成長に応じて固形物を口にする必要があるので、うまく調整しながら与えていきましょう。

  • {子猫用フードの作り方}

    子猫は一度に食べられる量が限られているので、一日3~4回にわけて少しずつ与えていきましょう。フードの量については個体差があるものなので、自分の猫に応じた与え方をしていきましょう。

  • {フードのあげ方}

    子猫は一度に食べられる量が限られているので、一日3~4回にわけて少しずつ与えていきましょう。
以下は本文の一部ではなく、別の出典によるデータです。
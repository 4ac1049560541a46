use std::fmt;

use chrono::{DateTime, Utc};
use serde::{Deserialize, Serialize};

/// Category of a recorded security event.
#[derive(Debug, Clone, Copy, Serialize, Deserialize, PartialEq, Eq, Hash)]
pub enum SecurityEventKind {
    RateLimited,
    ForbiddenContent,
    AccountBlocked,
    SessionTimeout,
    SuspiciousActivity,
    ClientError,
}

impl SecurityEventKind {
    pub fn as_str(&self) -> &'static str {
        match self {
            Self::RateLimited => "rate_limited",
            Self::ForbiddenContent => "forbidden_content",
            Self::AccountBlocked => "account_blocked",
            Self::SessionTimeout => "session_timeout",
            Self::SuspiciousActivity => "suspicious_activity",
            Self::ClientError => "client_error",
        }
    }

    pub fn parse(s: &str) -> Option<Self> {
        Some(match s {
            "rate_limited" => Self::RateLimited,
            "forbidden_content" => Self::ForbiddenContent,
            "account_blocked" => Self::AccountBlocked,
            "session_timeout" => Self::SessionTimeout,
            "suspicious_activity" => Self::SuspiciousActivity,
            "client_error" => Self::ClientError,
            _ => return None,
        })
    }
}

impl fmt::Display for SecurityEventKind {
    fn fmt(&self, f: &mut fmt::Formatter<'_>) -> fmt::Result {
        f.write_str(self.as_str())
    }
}

/// An append-only audit record.
#[derive(Debug, Clone, Serialize, Deserialize, PartialEq)]
pub struct SecurityEvent {
    pub kind: SecurityEventKind,
    pub payload: serde_json::Value,
    pub timestamp: DateTime<Utc>,
}

impl SecurityEvent {
    pub fn new(kind: SecurityEventKind, payload: serde_json::Value, timestamp: DateTime<Utc>) -> Self {
        Self {
            kind,
            payload,
            timestamp,
        }
    }
}

#[cfg(test)]
mod tests {
    use super::*;

    #[test]
    fn test_kind_names_parse_back() {
        for kind in [
            SecurityEventKind::RateLimited,
            SecurityEventKind::ForbiddenContent,
            SecurityEventKind::AccountBlocked,
            SecurityEventKind::SessionTimeout,
            SecurityEventKind::SuspiciousActivity,
            SecurityEventKind::ClientError,
        ] {
            assert_eq!(SecurityEventKind::parse(kind.as_str()), Some(kind));
        }
        assert_eq!(SecurityEventKind::parse("nope"), None);
    }
}
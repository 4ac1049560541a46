//! Wiring of the client core.
//!
//! [`Client`] owns one guard, one session slot and the components built on
//! them, and reacts to the identity provider's sign-in / sign-out events.

use std::sync::{Arc, Mutex, Weak};

use tokio::sync::broadcast;
use tokio::task::JoinHandle;
use tracing::{debug, info, warn};

use parley_guard::{ActivitySignal, Guard, SecurityReport, SessionMonitor, SessionState};
use parley_shared::{AuthEvent, Clock, CoreError, IdentityProvider, SecurityEvent};
use parley_store::{DataStore, Database, StoreError};

use crate::auth::AuthFlow;
use crate::config::ClientConfig;
use crate::events::ViewEvent;
use crate::presence::PresenceTracker;
use crate::state::{LocalDb, SessionContext, SessionSlot};
use crate::sync::SyncCoordinator;

pub struct Client {
    config: ClientConfig,
    guard: Guard,
    idp: Arc<dyn IdentityProvider>,
    store: Arc<dyn DataStore>,
    db: Arc<LocalDb>,
    session: SessionSlot,
    auth: AuthFlow,
    sync: SyncCoordinator,
    presence: PresenceTracker,
    monitor: SessionMonitor,
    heartbeat: Mutex<Option<JoinHandle<()>>>,
    session_watch: Mutex<Option<JoinHandle<()>>>,
}

impl Client {
    pub fn new(
        config: ClientConfig,
        clock: Arc<dyn Clock>,
        idp: Arc<dyn IdentityProvider>,
        store: Arc<dyn DataStore>,
        db: Database,
    ) -> Self {
        let guard = Guard::new(config.guard.clone(), clock.clone());
        let db = Arc::new(LocalDb::new(db));
        let session = SessionSlot::default();

        let auth = AuthFlow::new(idp.clone(), guard.clone(), db.clone());
        let sync = SyncCoordinator::new(
            store.clone(),
            guard.clone(),
            session.clone(),
            config.history_limit,
        );
        let presence = PresenceTracker::new(
            store.clone(),
            session.clone(),
            clock,
            config.online_list_limit,
        );
        let monitor = guard.session_monitor(idp.clone());

        Self {
            config,
            guard,
            idp,
            store,
            db,
            session,
            auth,
            sync,
            presence,
            monitor,
            heartbeat: Mutex::new(None),
            session_watch: Mutex::new(None),
        }
    }

    /// Open the local database named by `config` and build a client on it.
    pub fn open(
        config: ClientConfig,
        clock: Arc<dyn Clock>,
        idp: Arc<dyn IdentityProvider>,
        store: Arc<dyn DataStore>,
    ) -> Result<Self, StoreError> {
        let db = Database::open_at(&config.database_path()?)?;
        Ok(Self::new(config, clock, idp, store, db))
    }

    /// Follow the identity provider's events until it goes away.
    pub fn start(self: &Arc<Self>) -> JoinHandle<()> {
        let mut rx = self.idp.subscribe();
        let weak = Arc::downgrade(self);
        tokio::spawn(async move {
            loop {
                match rx.recv().await {
                    Ok(event) => {
                        let Some(client) = weak.upgrade() else { break };
                        client.handle_auth_event(event).await;
                    }
                    Err(broadcast::error::RecvError::Lagged(n)) => {
                        warn!(skipped = n, "Auth event loop lagged");
                    }
                    Err(broadcast::error::RecvError::Closed) => break,
                }
            }
            debug!("Auth event loop stopped");
        })
    }

    pub async fn handle_auth_event(self: &Arc<Self>, event: AuthEvent) {
        match event {
            AuthEvent::SignedIn(session) => {
                let ctx = SessionContext::from_session(session, self.guard.clock().now());
                self.sign_in(ctx).await;
            }
            AuthEvent::SignedOut => self.end_session("signed out").await,
        }
    }

    /// Verify a one-time code and start the session.
    pub async fn verify(self: &Arc<Self>, code: &str) -> Result<SessionContext, CoreError> {
        let ctx = self.auth.verify(code).await?;
        self.sign_in(ctx.clone()).await;
        Ok(ctx)
    }

    /// Sign out. Local state is torn down even if the provider call fails.
    pub async fn sign_out(&self) -> Result<(), CoreError> {
        let result = self.idp.sign_out().await;
        self.end_session("sign-out requested").await;
        result.map_err(CoreError::from)
    }

    pub async fn record_activity(&self, signal: ActivitySignal) {
        self.monitor
            .record_activity(signal, self.guard.clock().now())
            .await;
    }

    /// Poll the idle monitor. An expired session is torn down locally
    /// whether or not the provider acknowledged the sign-out.
    pub async fn check_session(&self) -> Result<SessionState, CoreError> {
        self.session.require()?;
        let result = self.monitor.poll(self.guard.clock().now()).await;
        if !matches!(result, Ok(SessionState::Active)) {
            self.end_session("idle timeout").await;
        }
        result
    }

    /// Persist security events recorded since the last flush, locally and
    /// in the data store. Returns how many were flushed.
    pub async fn flush_security_events(&self) -> Result<usize, CoreError> {
        let log = self.guard.log();
        let events = log.drain_unflushed();
        if events.is_empty() {
            return Ok(0);
        }

        if let Err(e) = self.db.with(|db| db.append_security_events(&events)) {
            log.mark_unflushed(events.len());
            warn!(error = %e, "Failed to persist security events");
            return Err(e.into());
        }
        if let Err(e) = self.store.append_security_events(&events).await {
            warn!(error = %e, count = events.len(), "Failed to upload security events");
        }
        debug!(count = events.len(), "Security events flushed");
        Ok(events.len())
    }

    pub async fn security_report(&self) -> SecurityReport {
        self.guard.export().await
    }

    pub fn security_events(&self) -> broadcast::Receiver<SecurityEvent> {
        self.guard.log().subscribe()
    }

    pub fn view_events(&self) -> broadcast::Receiver<ViewEvent> {
        self.sync.subscribe()
    }

    pub fn session(&self) -> Option<SessionContext> {
        self.session.get()
    }

    pub fn guard(&self) -> &Guard {
        &self.guard
    }

    pub fn auth(&self) -> &AuthFlow {
        &self.auth
    }

    pub fn sync(&self) -> &SyncCoordinator {
        &self.sync
    }

    pub fn presence(&self) -> &PresenceTracker {
        &self.presence
    }

    pub fn config(&self) -> &ClientConfig {
        &self.config
    }

    async fn sign_in(self: &Arc<Self>, ctx: SessionContext) {
        let user = ctx.user_id.clone();
        if !self.session.install(ctx) {
            return;
        }
        info!(user = %user, "Session started");

        self.monitor.restart(self.guard.clock().now()).await;
        if let Err(e) = self.presence.heartbeat().await {
            warn!(error = %e, "Initial presence heartbeat failed");
        }

        let heartbeat = self.presence.spawn_heartbeat(self.config.heartbeat_interval);
        replace_task(&self.heartbeat, heartbeat);
        let watch = spawn_session_watch(Arc::downgrade(self), self.config.session_check_interval);
        replace_task(&self.session_watch, watch);
    }

    async fn end_session(&self, reason: &str) {
        let Some(previous) = self.session.clear() else {
            return;
        };
        info!(user = %previous.user_id, reason, "Session ended");

        // The session watch stops on its own once the slot is empty; it
        // may be the task running this.
        if let Some(handle) = lock(&self.heartbeat).take() {
            handle.abort();
        }
        self.sync.reset().await;

        if let Err(e) = self.presence.go_offline(previous.user_id).await {
            warn!(error = %e, "Failed to mark user offline");
        }
        if let Err(e) = self.flush_security_events().await {
            warn!(error = %e, "Failed to flush security events at sign-out");
        }
    }
}

impl Drop for Client {
    fn drop(&mut self) {
        for slot in [&self.heartbeat, &self.session_watch] {
            if let Some(handle) = lock(slot).take() {
                handle.abort();
            }
        }
    }
}

fn spawn_session_watch(client: Weak<Client>, period: std::time::Duration) -> JoinHandle<()> {
    tokio::spawn(async move {
        let mut interval = tokio::time::interval_at(tokio::time::Instant::now() + period, period);
        loop {
            interval.tick().await;
            let Some(client) = client.upgrade() else { break };
            match client.check_session().await {
                Ok(SessionState::Active) => {}
                Ok(SessionState::Expired) | Err(_) => break,
            }
        }
        debug!("Session watch stopped");
    })
}

fn replace_task(slot: &Mutex<Option<JoinHandle<()>>>, handle: JoinHandle<()>) {
    if let Some(previous) = lock(slot).replace(handle) {
        previous.abort();
    }
}

fn lock<T>(m: &Mutex<T>) -> std::sync::MutexGuard<'_, T> {
    m.lock().unwrap_or_else(|e| e.into_inner())
}
//! # parley-store
//!
//! The Data Store seam and the local persisted state of a Parley client.
//!
//! - [`DataStore`] is the system of record for conversations, messages and
//!   presence, with a change feed scoped by conversation id and event kind.
//!   [`MemoryStore`] is the in-process implementation; [`FlakyStore`] wraps
//!   any store and injects failures.
//! - [`Database`] wraps a `rusqlite::Connection` holding small string-keyed
//!   client state (such as the pending sign-in email) and the append-only
//!   security event table.

pub mod data_store;
pub mod database;
pub mod feed;
pub mod flaky;
pub mod local_state;
pub mod memory;
pub mod migrations;
pub mod models;
pub mod security_events;

mod error;

pub use data_store::DataStore;
pub use database::Database;
pub use error::{Result, StoreError};
pub use feed::{ChangeEvent, ChangeFeed, ChangeKind, FeedItem};
pub use flaky::FlakyStore;
pub use memory::MemoryStore;
pub use models::*;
フードの量については個体差があるものなので、自分の猫に応じた与え方をしていきましょう。

  • attention

    ワクチン接種が完了するまでには、ドライフードを食べられるように移行しておきましょう。
    固いものを食べられるようにして、顎の発達を促し、乳歯がちゃんと抜けるようにしてあげるためです。
    子猫用に離乳ミルクも販売されています。
    与える時期と量については個体差もありますので、心配な場合は獣医さんに相談しましょう。
    ドライフードや離乳ミルクを与えたら、清潔な水も必ずあげるようにしてください。
    容器はあまり深くなくて、子猫でも飲みやすいものを用意してあげましょう。

  • 猫にあげてはいけない食べ物
    • 塩分が多く味の濃いもの
    • 脂肪分の多いもの
    • 牛乳(消化不良を起こします)
    • 魚介類
    • チョコレートやココアのなどカカオ類
    • 葡萄やレーズン
    • フライドチキンなどの鳥の骨
      (食道や腸に刺さる可能性がある)
    • 観葉植物や植木
    • またたび
      (餌とは違うので与えすぎに注意)
  • caution

    子猫に人間の食べ物は与えないでください。人間の食べ物は、猫に適したものではありません。
    また、人間の食べ物は味も濃く、塩分や糖分が多いため、猫には取る必要のない成分を摂ってしまうことになります。
    さらに濃い味に慣れると味の薄いキャットフードを食べなくなることもあります。
    猫が食べると体に良くない影響を与えるものもありますので、しっかりチェックしておいてください。
    猫が体調不良を起こしたり、嘔吐したりした場合はすぐに獣医さんに連れていきましょう。

ワクチン接種を受けさせましょう

子猫の頃には、感染すると命にかかわるような伝染病があります。
ワクチンを接種すると、病気への免疫ができるので、病原体が体内に侵入しても発症を予防したり、
症状を軽度で済ませたりすることができるのです。
子猫は生まれた時に、初乳を介して母猫の持つ免疫を譲り受けます。
この免疫は生後45日から90日くらいまで効果がありますが、その後は次第になくなっていきます。
この抗体がなくなると、病気に対する抵抗力もなくなって危険にさらされることになります。
この時期に病気にかかることを防ぐために1回目のワクチン接種を行うのです。

  • ワクチンで予防できる病気
    • 猫汎白血球減少症(猫パルボウイルス感染症)
    • 猫カリシウイルス感染症
    • 猫ウイルス性鼻気管炎
    • 猫白血病ウイルス
    • クラミジア症
  • caution
    • 病院へ連れて行く時は
      必ずキャリーで

      動物病院へ行く場合は、抱っこではなく必ず猫をキャリーバッグに入れましょう。外に出ることは病原菌との接触の可能性があることでもあります。また、外出時に逃げることのないように安全に運ぶ必要があります。

    • ワクチン投与が終わるまで
      してはいけないこと

      ワクチン投与が終わるまでは、外出させる(散歩させる)、シャンプー(体を洗う)は避けましょう。